When I was an altar boy at Holy Family Church, Monsignor Barnes influenced me, although I didn’t realize it at the time. He taught me to structure things, with the most memorable advice being about reading. He said, set aside a goal in reading. Read 50 pages each day and stick to your goal. I have not followed that advice religiously, and lapsed in my reading, yet it became part of me, continuing into my seventies.

Unpublished autobiography.

There may be a self-improvement project in this. Unlike many, I won’t give up on reading.

The Jacob’s Ladder

In my quest to read one more book in March, I headed to my poetry shelves and picked Denise Levertov’s The Jacob’s Ladder. I wrote a brief review: “These poems are rooted in a post-war ecosystem of ideas, images, and language. As such, they are a snapshot of that period, and less relevant to the sensibilities of the third decade of the 21st Century. I don’t regret reading them. Some images stand out, especially in the namesake poem. Returning to them seems unlikely.” So it goes. Seven books read in March.

Disposing of Old Medicine

I took some old medicine to the United Methodist Church where pharmacy students from university would dispose of it. As I opened the door, about 15 sets of eyes greeted me, saying I was their first person. I felt obligated to sit down and talk about vitamins and medicine I am taking. It would have been rude to just drop my pills and leave.

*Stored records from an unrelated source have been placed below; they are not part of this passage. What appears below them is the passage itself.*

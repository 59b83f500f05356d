use std::fmt;

use serde::{Deserialize, Serialize};

use crate::error::{Error, Result};
use crate::sdp::RTCSessionDescription;

const ATTRIBUTE_FINGERPRINT_PREFIX: &str = "a=fingerprint:";
const ATTRIBUTE_FINGERPRINT_LABEL: &str = "fingerprint attribute:";

/// Hash algorithm of the fingerprints used for the short authentication string.
pub const FINGERPRINT_ALGORITHM_SHA256: &str = "sha-256";

/// Certificate fingerprint carried in a session description.
///
/// The value is kept verbatim as the colon-separated hex pairs found in the
/// description, e.g. `"AB:CD:EF:01"`. Every way of building one, including
/// deserialization, goes through [`Fingerprint::new`], which checks that each
/// pair is two hex digits.
#[derive(Default, Debug, Clone, PartialEq, Eq, Serialize, Deserialize)]
#[serde(try_from = "FingerprintFields")]
pub struct Fingerprint {
    algorithm: String,
    value: String,
}

#[derive(Deserialize)]
struct FingerprintFields {
    algorithm: String,
    value: String,
}

impl TryFrom<FingerprintFields> for Fingerprint {
    type Error = Error;

    fn try_from(fields: FingerprintFields) -> Result<Self> {
        Fingerprint::new(&fields.algorithm, &fields.value)
    }
}

impl fmt::Display for Fingerprint {
    fn fmt(&self, f: &mut fmt::Formatter<'_>) -> fmt::Result {
        write!(f, "{} {}", self.algorithm, self.value)
    }
}

impl Fingerprint {
    pub fn new(algorithm: &str, value: &str) -> Result<Self> {
        if !value.is_empty() {
            for pair in value.split(':') {
                if pair.len() != 2 || !pair.bytes().all(|b| b.is_ascii_hexdigit()) {
                    return Err(Error::ErrInvalidFingerprint(value.to_owned()));
                }
            }
        }

        Ok(Self {
            algorithm: algorithm.to_ascii_lowercase(),
            value: value.to_owned(),
        })
    }

    /// Hash function name, for example `sha-256`.
    pub fn algorithm(&self) -> &str {
        &self.algorithm
    }

    /// Colon-separated hex digest.
    pub fn value(&self) -> &str {
        &self.value
    }

    /// Decodes the hex pairs into bytes, in order. Decoding stops at the
    /// first pair that is not hex, so no later byte changes position.
    pub fn bytes(&self) -> Vec<u8> {
        self.pairs()
            .map_while(|pair| u8::from_str_radix(pair, 16).ok())
            .collect()
    }

    /// Iterates the hex pairs of the value.
    pub fn pairs(&self) -> impl Iterator<Item = &str> {
        self.value.split(':').filter(|pair| !pair.is_empty())
    }

    pub fn is_empty(&self) -> bool {
        self.value.is_empty()
    }
}

/// Scans `description` for a sha-256 fingerprint attribute and returns it.
///
/// Both the SDP form `a=fingerprint:sha-256 AA:BB` and the labelled form
/// `fingerprint attribute: sha-256 AA:BB` are recognised; the first matching
/// line wins. Returns `None` when no line matches or the digest is not
/// well-formed hex pairs. Peers without SAS support omit the attribute, so
/// absence is not an error.
pub fn extract_fingerprint(description: &RTCSessionDescription) -> Option<Fingerprint> {
    extract_fingerprint_from_sdp(&description.sdp)
}

pub(crate) fn extract_fingerprint_from_sdp(sdp: &str) -> Option<Fingerprint> {
    sdp.lines().find_map(parse_fingerprint_line)
}

fn parse_fingerprint_line(line: &str) -> Option<Fingerprint> {
    let line = line.trim();
    let attribute = line
        .strip_prefix(ATTRIBUTE_FINGERPRINT_PREFIX)
        .or_else(|| line.strip_prefix(ATTRIBUTE_FINGERPRINT_LABEL))?;

    let mut fields = attribute.split_whitespace();
    let algorithm = fields.next()?;
    if !algorithm.eq_ignore_ascii_case(FINGERPRINT_ALGORITHM_SHA256) {
        return None;
    }
    let value = fields.next()?;
    if fields.next().is_some() {
        return None;
    }

    Fingerprint::new(algorithm, value).ok()
}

The discussion went on to nutrition, dietary practices, sweet corn in the area, gardening, grocery shopping, everything a gardener would have to say about life. They offered choice of gifts and I picked a pill splitter over the multiple pill planning devices. They asked permission to use a photograph with me in it. I said okay.

Green Up

Leaves are budding on lilacs, fruit trees, and all around. Spring flowers pushed through the surface of the soil and flower buds have formed on some of them. This is a period of hope and promise. A cyclical explosion of greenery for which I’m ready.

The first time I heard the phrase “green up” was in the motion picture The Trail of the Lonesome Pine, based on the book of the same name, written by John Fox Jr. It is set near Big Stone Gap, Virginia, about 17 miles from Glamorgan where Father was born.

“I’ve been talking to your pappy,” Dave Tolliver said. “We’s going to get married.”

“When?” queried his cousin June Tolliver.

“Hog killing time. Your pappy has invited all the Tollivers. The whole kit and boodle of them.”

“I ain’t marrying till green up,” June Tolliver said. “Spring’s always the time to do them things. Then it’ll be next green up and the next. I don’t feel nothing.”

The Trail of the Lonesome Pine, Paramount Pictures, March 13, 1936.

Despite the speed with which time flies, I am leading a decent life. Decent enough to write about it a while longer. Thanks for reading.